Zweitens: Nehmen wir die „Free Öcalan“-Forderung in die Solidaritätsaktionen mit Rojava/Kurdistan mit auf!
Regelmäßig finden Informationsveranstaltungen, Aktionen, Demonstrationen etc. zu den Themen rund um die Ereignisse in Rojava beziehungsweise Nord- und Ostsyrien, Nordkurdistan und Südkurdistan statt. Die anhaltende Isolationshaft auf Imrali ist hierbei untrennbar mit den Angriffen der Türkei in den verschiedenen Teilen Kurdistans verbunden.
Was können wir tun? Versuchen wir die Forderung nach Freiheit für Abdullah in die Vorbereitung der kommenden Demonstrationen einzubinden, sei es der Tag der politischen Gefangenen (18. März), die Oster- und Friedensmärsche im April, dem Tag der Arbeit am 1. Mai. Aber auch „kleine“ medienwirksame Aktionen können bereits große Aufmerksamkeit erzeugen.
Drittens: Arbeiten wir langfristig an der Verbreitung der Ideen Öcalans – gemeinsam Öcalan lesen!
Setzen wir uns wirklich mit den Ideen von Abdullah Öcalan auseinander? Nicht nur die Person Abdullah Öcalan wird seit 22 Jahren isoliert, sondern auch seine Ideen und Philosophie, die Lösungen für die drängendsten Probleme des 21. Jahrhundert darstellen. Das von Öcalan vorgeschlagene Gesellschaftsmodell ist mit den Pfeilern Basisdemokratie und Selbstverwaltung, ökologische Transformation und Gleichberechtigung aller eine Alternative zur entmündigten, homogenisierten Konsumgesellschaft der kapitalistischen Moderne und geeignet, Rassismus und Nationalismus zu überwinden. Immer mehr Menschen lassen sich inspirieren von Öcalans Denkanstößen, blicken auf die Umsetzung des als „Demokratischer Konföderalismus“ beschriebenen Gesellschaftsentwurfs und diskutieren eine Anpassung auf die Gesellschaften in den Metropolen. Um der jahrzehntelangen Stigmatisierung in den Medien entgegenzutreten, ist es wichtig, das, wofür Öcalan steht, bekannter zu machen und breit zu diskutieren.
Was können wir tun? In den letzten Jahren wurden eine Vielzahl von Öcalans Gefängnisschriften ins Deutsche übersetzt. Ihr findet eine Übersicht dazu online auf ocalanbooks.com und die Bücher beim Unrast-Verlag.
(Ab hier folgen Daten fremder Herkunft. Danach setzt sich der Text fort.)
//! PostgreSQL repository tests. Require `DATABASE_URL`; run with `--ignored`.

use sqlx::PgPool;
use std::sync::Arc;

use codeshort::domain::entities::{HistoryQuery, HistorySort, NewResource, ResourceKind, SortOrder};
use codeshort::domain::repositories::ResourceRepository;
use codeshort::error::AppError;
use codeshort::infrastructure::persistence::PgResourceRepository;

fn new_resource(kind: ResourceKind, code: &str) -> NewResource {
    NewResource {
        kind,
        code: code.to_string(),
        target_url: "https://example.com/".to_string(),
        title: Some("Example Domain".to_string()),
        owner_id: Some(7),
    }
}

#[sqlx::test]
#[ignore = "requires PostgreSQL"]
async fn test_create_and_get(pool: PgPool) {
    let repo = PgResourceRepository::new(Arc::new(pool));

    let created = repo
        .create_resource(new_resource(ResourceKind::QrCode, "abc1234"))
        .await
        .unwrap();
    assert_eq!(created.kind, ResourceKind::QrCode);
    assert_eq!(created.hits, 0);

    let found = repo
        .get_resource(ResourceKind::QrCode, "abc1234")
        .await
        .unwrap()
        .unwrap();
    assert_eq!(found.id, created.id);
    assert_eq!(found.title.as_deref(), Some("Example Domain"));
    assert_eq!(found.owner_id, Some(7));
}

#[sqlx::test]
#[ignore = "requires PostgreSQL"]
async fn test_get_missing(pool: PgPool) {
    let repo = PgResourceRepository::new(Arc::new(pool));

    let found = repo
        .get_resource(ResourceKind::ShortLink, "nothere")
        .await
        .unwrap();
    assert!(found.is_none());
}

#[sqlx::test]
#[ignore = "requires PostgreSQL"]
async fn test_duplicate_code_within_kind(pool: PgPool) {
    let repo = PgResourceRepository::new(Arc::new(pool));

    repo.create_resource(new_resource(ResourceKind::ShortLink, "dup1234"))
        .await
        .unwrap();

    let err = repo
        .create_resource(new_resource(ResourceKind::ShortLink, "dup1234"))
        .await
        .unwrap_err();
    assert!(matches!(err, AppError::DuplicateId { .. }));

    // Same code in another kind is fine.
    repo.create_resource(new_resource(ResourceKind::Barcode, "dup1234"))
        .await
        .unwrap();
}

#[sqlx::test]
#[ignore = "requires PostgreSQL"]
async fn test_increment_counter_is_relative(pool: PgPool) {
    let repo = PgResourceRepository::new(Arc::new(pool));
    repo.create_resource(new_resource(ResourceKind::ShortLink, "cnt1234"))
        .await
        .unwrap();

    assert!(repo
        .increment_counter(ResourceKind::ShortLink, "cnt1234", 20)
        .await
        .unwrap());
    assert!(repo
        .increment_counter(ResourceKind::ShortLink, "cnt1234", 3)
        .await
        .unwrap());

    let found = repo
        .get_resource(ResourceKind::ShortLink, "cnt1234")
        .await
        .unwrap()
        .unwrap();
    assert_eq!(found.hits, 23);
}

#[sqlx::test]
#[ignore = "requires PostgreSQL"]
async fn test_increment_missing_returns_false(pool: PgPool) {
    let repo = PgResourceRepository::new(Arc::new(pool));

    let updated = repo
        .increment_counter(ResourceKind::QrCode, "ghost12", 5)
        .await
        .unwrap();
    assert!(!updated);
}

#[sqlx::test]
#[ignore = "requires PostgreSQL"]
async fn test_exists_and_ping(pool: PgPool) {
    let repo = PgResourceRepository::new(Arc::new(pool));
    repo.create_resource(new_resource(ResourceKind::Barcode, "ex12345"))
        .await
        .unwrap();

    assert!(repo.exists_id(ResourceKind::Barcode, "ex12345").await.unwrap());
    assert!(!repo.exists_id(ResourceKind::QrCode, "ex12345").await.unwrap());
    repo.ping().await.unwrap();
}

#[sqlx::test]
#[ignore = "requires PostgreSQL"]
async fn test_list_by_owner_orders_and_pages(pool: PgPool) {
    let repo = PgResourceRepository::new(Arc::new(pool));
    for (code, hits) in [("own0001", 4), ("own0002", 40), ("own0003", 9)] {
        repo.create_resource(new_resource(ResourceKind::ShortLink, code))
            .await
            .unwrap();
        repo.increment_counter(ResourceKind::ShortLink, code, hits)
            .await
            .unwrap();
    }
    let mut other = new_resource(ResourceKind::ShortLink, "own0004");
    other.owner_id = Some(8);
    repo.create_resource(other).await.unwrap();

    let query = HistoryQuery {
        owner_id: 7,
        page: 1,
        limit: 2,
        sort: HistorySort::Hits,
        order: SortOrder::Desc,
    };
    let first = repo
        .list_by_owner(ResourceKind::ShortLink, query)
        .await
        .unwrap();
    assert_eq!(first.total, 3);
    let codes: Vec<_> = first.items.iter().map(|r| r.code.as_str()).collect();
    assert_eq!(codes, ["own0002", "own0003"]);

    let second = repo
        .list_by_owner(ResourceKind::ShortLink, HistoryQuery { page: 2, ..query })
        .await
        .unwrap();
    assert_eq!(second.items.len(), 1);
    assert_eq!(second.items[0].code, "own0001");

    let qr = repo
        .list_by_owner(ResourceKind::QrCode, query)
        .await
        .unwrap();
    assert_eq!(qr.total, 0);
}
//! Application layer services implementing business logic.
//!
//! Services coordinate the durable repository, the fast store and the hit
//! pipeline. They consume trait objects and provide a clean API for HTTP
//! handlers and the admin CLI.
//!
//! # Available Services
//!
//! - [`services::resource_service::ResourceService`] - Creation, resolution and admin operations
//! - [`services::resolution_cache::ResolutionCache`] - Cache-aside lookup
//! - [`services::counter_aggregator::CounterAggregator`] - Batched hit counters
//! - [`services::rate_limiter::RateLimiter`] - Fixed-window admission per tier
//! - [`services::identifier_generator::IdentifierGenerator`] - Collision-checked codes

pub mod services;
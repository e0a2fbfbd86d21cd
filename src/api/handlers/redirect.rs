//! Handlers that traverse a resource: short link redirects and code scans.

use axum::{
    extract::{Path, State},
    response::Redirect,
};

use crate::application::services::Access;
use crate::domain::entities::ResourceKind;
use crate::error::AppError;
use crate::state::AppState;

/// Redirects a short code to its target URL.
///
/// # Endpoint
///
/// `GET /{code}`
///
/// # Request Flow
///
/// 1. Resolve through the fast store, falling back to the database
/// 2. Queue a hit for the background worker
/// 3. Return 307 Temporary Redirect
///
/// The redirect never waits for counting and is not rate limited.
///
/// # Errors
///
/// Returns 404 Not Found if the short code doesn't exist.
pub async fn redirect_handler(
    Path(code): Path<String>,
    State(state): State<AppState>,
) -> Result<Redirect, AppError> {
    traverse(&state, ResourceKind::ShortLink, &code).await
}

/// Scan endpoint encoded in every QR code: `GET /qrcode/{id}`.
pub async fn qrcode_scan_handler(
    Path(code): Path<String>,
    State(state): State<AppState>,
) -> Result<Redirect, AppError> {
    traverse(&state, ResourceKind::QrCode, &code).await
}

/// Scan endpoint encoded in every barcode: `GET /barcode/{id}`.
pub async fn barcode_scan_handler(
    Path(code): Path<String>,
    State(state): State<AppState>,
) -> Result<Redirect, AppError> {
    traverse(&state, ResourceKind::Barcode, &code).await
}

async fn traverse(state: &AppState, kind: ResourceKind, code: &str) -> Result<Redirect, AppError> {
    let view = state
        .resource_service
        .resolve_and_count(kind, code, Access::Traverse)
        .await?;

    Ok(Redirect::temporary(&view.target_url))
}
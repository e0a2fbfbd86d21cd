//! API route groups, one per rate-limit tier plus the admin surface.
//!
//! Each group is layered in [`crate::routes::app_router`].

use crate::api::handlers::{
    barcode_history_handler, barcode_image_handler, barcode_info_handler, barcode_scan_handler,
    cache_stats_handler, clear_cache_handler, create_barcode_handler, create_qrcode_handler,
    link_info_handler, qrcode_history_handler, qrcode_image_handler, qrcode_info_handler,
    qrcode_scan_handler, redirect_handler, shorten_handler, sync_counters_handler,
    url_history_handler,
};
use crate::state::AppState;
use axum::{
    Router,
    routing::{delete, get, post},
};

/// Resource creation.
///
/// - `POST /shorten` - Create a short link
/// - `POST /qrcode`  - Create a QR code
/// - `POST /barcode` - Create a barcode
pub fn create_routes() -> Router<AppState> {
    Router::new()
        .route("/shorten", post(shorten_handler))
        .route("/qrcode", post(create_qrcode_handler))
        .route("/barcode", post(create_barcode_handler))
}

/// Lookups that return data instead of redirecting.
///
/// - `GET /info/{code}`          - Short link details
/// - `GET /qrcode/info/{id}`     - QR code details
/// - `GET /barcode/info/{id}`    - Barcode details
/// - `GET /qrcode/{id}/image`    - QR code image description
/// - `GET /barcode/{id}/image`   - Barcode image description
/// - `GET /urls/history`         - An owner's short links
/// - `GET /qrcodes/history`      - An owner's QR codes
/// - `GET /barcodes/history`     - An owner's barcodes
pub fn info_routes() -> Router<AppState> {
    Router::new()
        .route("/info/{code}", get(link_info_handler))
        .route("/qrcode/info/{id}", get(qrcode_info_handler))
        .route("/barcode/info/{id}", get(barcode_info_handler))
        .route("/qrcode/{id}/image", get(qrcode_image_handler))
        .route("/barcode/{id}/image", get(barcode_image_handler))
        .route("/urls/history", get(url_history_handler))
        .route("/qrcodes/history", get(qrcode_history_handler))
        .route("/barcodes/history", get(barcode_history_handler))
}

/// Redirects and scans. Never rate limited.
///
/// - `GET /{code}`        - Short link redirect
/// - `GET /qrcode/{id}`   - QR code scan
/// - `GET /barcode/{id}`  - Barcode scan
pub fn traverse_routes() -> Router<AppState> {
    Router::new()
        .route("/{code}", get(redirect_handler))
        .route("/qrcode/{id}", get(qrcode_scan_handler))
        .route("/barcode/{id}", get(barcode_scan_handler))
}

/// Admin surface, nested under `/admin`.
///
/// - `POST   /sync`              - Flush all pending counters
/// - `GET    /cache/stats`       - Fast store statistics
/// - `DELETE /cache/{prefix}`    - Remove cached entries under a prefix
pub fn admin_routes() -> Router<AppState> {
    Router::new()
        .route("/sync", post(sync_counters_handler))
        .route("/cache/stats", get(cache_stats_handler))
        .route("/cache/{prefix}", delete(clear_cache_handler))
}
Bildet Lesekreise und diskutiert die in den Büchern aufgegriffenen Themen und verbreitet sie in Form von Diskussionen und Gesprächen.
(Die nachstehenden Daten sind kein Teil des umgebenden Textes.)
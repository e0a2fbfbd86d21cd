//! Batched hit counting.
//!
//! Hits accumulate in the fast store under `pending:<kind>:<code>` and are
//! moved to the durable counter in batches. A threshold batch is claimed with
//! an atomic conditional decrement and a full sync with an atomic
//! read-and-reset, so each pending hit is owned by exactly one flusher and is
//! added to the durable counter once.

use async_trait::async_trait;
use serde::Serialize;
use serde_json::json;
use std::sync::Arc;
use std::time::Duration;
use tokio_retry::Retry;
use tokio_retry::strategy::ExponentialBackoff;

use super::resolution_cache::ResolutionCache;
use crate::domain::entities::ResourceKind;
use crate::domain::hit_worker::HitRecorder;
use crate::domain::repositories::ResourceRepository;
use crate::error::AppError;
use crate::infrastructure::cache::FastStore;

pub const PENDING_PREFIX: &str = "pending:";
pub const DEFAULT_FLUSH_THRESHOLD: i64 = 10;
const DEFAULT_FLUSH_RETRIES: usize = 3;

/// Fast store key holding un-flushed hits for one resource.
pub fn pending_key(kind: ResourceKind, code: &str) -> String {
    format!("{PENDING_PREFIX}{}:{}", kind.as_str(), code)
}

fn parse_pending_key(key: &str) -> Option<(ResourceKind, &str)> {
    let (kind, code) = key.strip_prefix(PENDING_PREFIX)?.split_once(':')?;
    if code.is_empty() {
        return None;
    }
    Some((kind.parse().ok()?, code))
}

/// Result of flushing one pending batch.
#[derive(Debug, Clone, Copy, PartialEq, Eq)]
pub enum FlushOutcome {
    /// Nothing pending, or another flusher claimed the batch first.
    Empty,
    /// The delta was added to the durable counter.
    Flushed(i64),
    /// The durable write failed and the delta was put back as pending.
    Restored(i64),
    /// The delta could be neither written nor put back.
    Lost(i64),
}

/// Totals of a full pending-counter sweep.
#[derive(Debug, Clone, Default, PartialEq, Eq, Serialize)]
pub struct SyncReport {
    pub scanned: u64,
    pub flushed_keys: u64,
    pub flushed_hits: i64,
    pub restored_hits: i64,
    pub lost_hits: i64,
    pub skipped_keys: u64,
}

impl SyncReport {
    fn record(&mut self, outcome: FlushOutcome) {
        match outcome {
            FlushOutcome::Empty => {}
            FlushOutcome::Flushed(n) => {
                self.flushed_keys += 1;
                self.flushed_hits += n;
            }
            FlushOutcome::Restored(n) => self.restored_hits += n,
            FlushOutcome::Lost(n) => self.lost_hits += n,
        }
    }
}

/// Aggregates hits in the fast store and flushes them to the durable store.
pub struct CounterAggregator {
    store: Arc<dyn FastStore>,
    repository: Arc<dyn ResourceRepository>,
    cache: Arc<ResolutionCache>,
    threshold: i64,
    flush_retries: usize,
}

impl CounterAggregator {
    pub fn new(
        store: Arc<dyn FastStore>,
        repository: Arc<dyn ResourceRepository>,
        cache: Arc<ResolutionCache>,
        threshold: i64,
    ) -> Self {
        Self {
            store,
            repository,
            cache,
            threshold: threshold.max(1),
            flush_retries: DEFAULT_FLUSH_RETRIES,
        }
    }

    /// Overrides how many times a failed durable write is retried before the
    /// delta is restored.
    pub fn with_flush_retries(mut self, retries: usize) -> Self {
        self.flush_retries = retries;
        self
    }

    pub fn threshold(&self) -> i64 {
        self.threshold
    }

    /// Counts one hit.
    ///
    /// Reaching the threshold flushes pending hits in whole batches of
    /// `threshold`, each claimed atomically, until fewer than `threshold`
    /// remain. After N concurrent hits, N a multiple of the threshold, the
    /// durable counter holds exactly N with nothing left pending. When the
    /// fast store is unreachable the durable counter is incremented directly.
    ///
    /// # Errors
    ///
    /// Returns [`AppError::Unavailable`] only when both stores fail, in which
    /// case the hit is lost.
    pub async fn record_hit(&self, kind: ResourceKind, code: &str) -> Result<(), AppError> {
        let key = pending_key(kind, code);

        match self.store.increment(&key, 1).await {
            Ok(count) if count >= self.threshold => {
                self.flush_batches(kind, code).await;
                Ok(())
            }
            Ok(_) => Ok(()),
            Err(e) => {
                tracing::warn!(%kind, code, error = %e, "Fast store increment failed, counting durably");
                metrics::counter!("hits_direct_total", "kind" => kind.as_str()).increment(1);

                self.repository.increment_counter(kind, code, 1).await?;
                self.cache.invalidate(kind, code).await;
                Ok(())
            }
        }
    }

    /// Claims and writes threshold-sized batches while enough hits are pending.
    ///
    /// Every caller that observed the threshold keeps claiming until a claim
    /// fails, so the last incrementer always leaves less than one batch behind.
    async fn flush_batches(&self, kind: ResourceKind, code: &str) {
        let key = pending_key(kind, code);

        loop {
            match self.store.claim(&key, self.threshold).await {
                Ok(true) => {
                    let outcome = self.write_delta(kind, code, &key, self.threshold).await;
                    if !matches!(outcome, FlushOutcome::Flushed(_)) {
                        break;
                    }
                }
                Ok(false) => break,
                Err(e) => {
                    tracing::warn!(%kind, code, error = %e, "Failed to claim pending batch");
                    break;
                }
            }
        }
    }

    /// Claims everything pending for one resource and adds it durably.
    ///
    /// Never fails: durable errors are retried with exponential backoff and
    /// then compensated by restoring the delta.
    pub async fn flush(&self, kind: ResourceKind, code: &str) -> FlushOutcome {
        let key = pending_key(kind, code);

        let delta = match self.store.take(&key).await {
            Ok(d) if d > 0 => d,
            Ok(_) => return FlushOutcome::Empty,
            Err(e) => {
                tracing::warn!(%kind, code, error = %e, "Failed to claim pending hits");
                return FlushOutcome::Empty;
            }
        };

        self.write_delta(kind, code, &key, delta).await
    }

    /// Adds a claimed delta to the durable counter, restoring it to `key` if
    /// the write keeps failing.
    async fn write_delta(&self, kind: ResourceKind, code: &str, key: &str, delta: i64) -> FlushOutcome {
        let strategy = ExponentialBackoff::from_millis(2)
            .factor(25)
            .max_delay(Duration::from_millis(500))
            .take(self.flush_retries);

        let written = Retry::spawn(strategy, || {
            self.repository.increment_counter(kind, code, delta)
        })
        .await;

        match written {
            Ok(true) => {
                tracing::debug!(%kind, code, delta, "Flushed pending hits");
                metrics::counter!("hits_flushed_total", "kind" => kind.as_str()).increment(delta as u64);
                self.cache.invalidate(kind, code).await;
                FlushOutcome::Flushed(delta)
            }
            Ok(false) => {
                tracing::warn!(%kind, code, delta, "Pending hits for unknown resource discarded");
                FlushOutcome::Lost(delta)
            }
            Err(e) => {
                tracing::error!(%kind, code, delta, error = %e, "Durable flush failed, restoring pending hits");
                metrics::counter!("flush_compensations_total", "kind" => kind.as_str()).increment(1);

                match self.store.increment(key, delta).await {
                    Ok(_) => FlushOutcome::Restored(delta),
                    Err(e) => {
                        tracing::error!(%kind, code, delta, error = %e, "Failed to restore pending hits");
                        metrics::counter!("hits_lost_total", "kind" => kind.as_str()).increment(delta as u64);
                        FlushOutcome::Lost(delta)
                    }
                }
            }
        }
    }

    /// Flushes every pending batch regardless of threshold.
    ///
    /// # Errors
    ///
    /// Returns [`AppError::Unavailable`] if the pending keys cannot be listed.
    pub async fn force_sync_all(&self) -> Result<SyncReport, AppError> {
        let keys = self.store.keys_with_prefix(PENDING_PREFIX).await.map_err(|e| {
            tracing::error!(error = %e, "Failed to list pending counters");
            AppError::unavailable(
                "Fast store unavailable",
                json!({ "reason": e.to_string() }),
            )
        })?;

        let mut report = SyncReport {
            scanned: keys.len() as u64,
            ..SyncReport::default()
        };

        for key in &keys {
            match parse_pending_key(key) {
                Some((kind, code)) => report.record(self.flush(kind, code).await),
                None => {
                    tracing::warn!(key, "Skipping malformed pending counter key");
                    report.skipped_keys += 1;
                }
            }
        }

        tracing::info!(
            scanned = report.scanned,
            flushed_keys = report.flushed_keys,
            flushed_hits = report.flushed_hits,
            restored_hits = report.restored_hits,
            lost_hits = report.lost_hits,
            "Pending counters synced"
        );

        Ok(report)
    }

    /// Un-flushed hits for one resource; 0 when absent or unreadable.
    pub async fn pending(&self, kind: ResourceKind, code: &str) -> i64 {
        match self.store.get(&pending_key(kind, code)).await {
            Ok(Some(bytes)) => std::str::from_utf8(&bytes)
                .ok()
                .and_then(|s| s.parse().ok())
                .unwrap_or(0),
            Ok(None) => 0,
            Err(e) => {
                tracing::debug!(%kind, code, error = %e, "Pending counter unavailable");
                0
            }
        }
    }
}

#[async_trait]
impl HitRecorder for CounterAggregator {
    async fn record_hit(&self, kind: ResourceKind, code: &str) -> Result<(), AppError> {
        CounterAggregator::record_hit(self, kind, code).await
    }
}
Viertens: Friedensbäume für die Freiheit Öcalans und für Frieden in Kurdistan
In ganz Kurdistan hat es sich zu einer Tradition herausgebildet, am Geburtstag von Öcalan Friedensbäume zu pflanzen. Man begegnet damit dem Frühling und drückt seine Hoffnung auf ein Ende der Isolation auf Imrali und der Freiheit Abdullah Öcalans aus.
Was können wir tun? Kommt zusammen und pflanzt am 4. April Bäume. Teilt eure Aktionen in den sozialen Medien.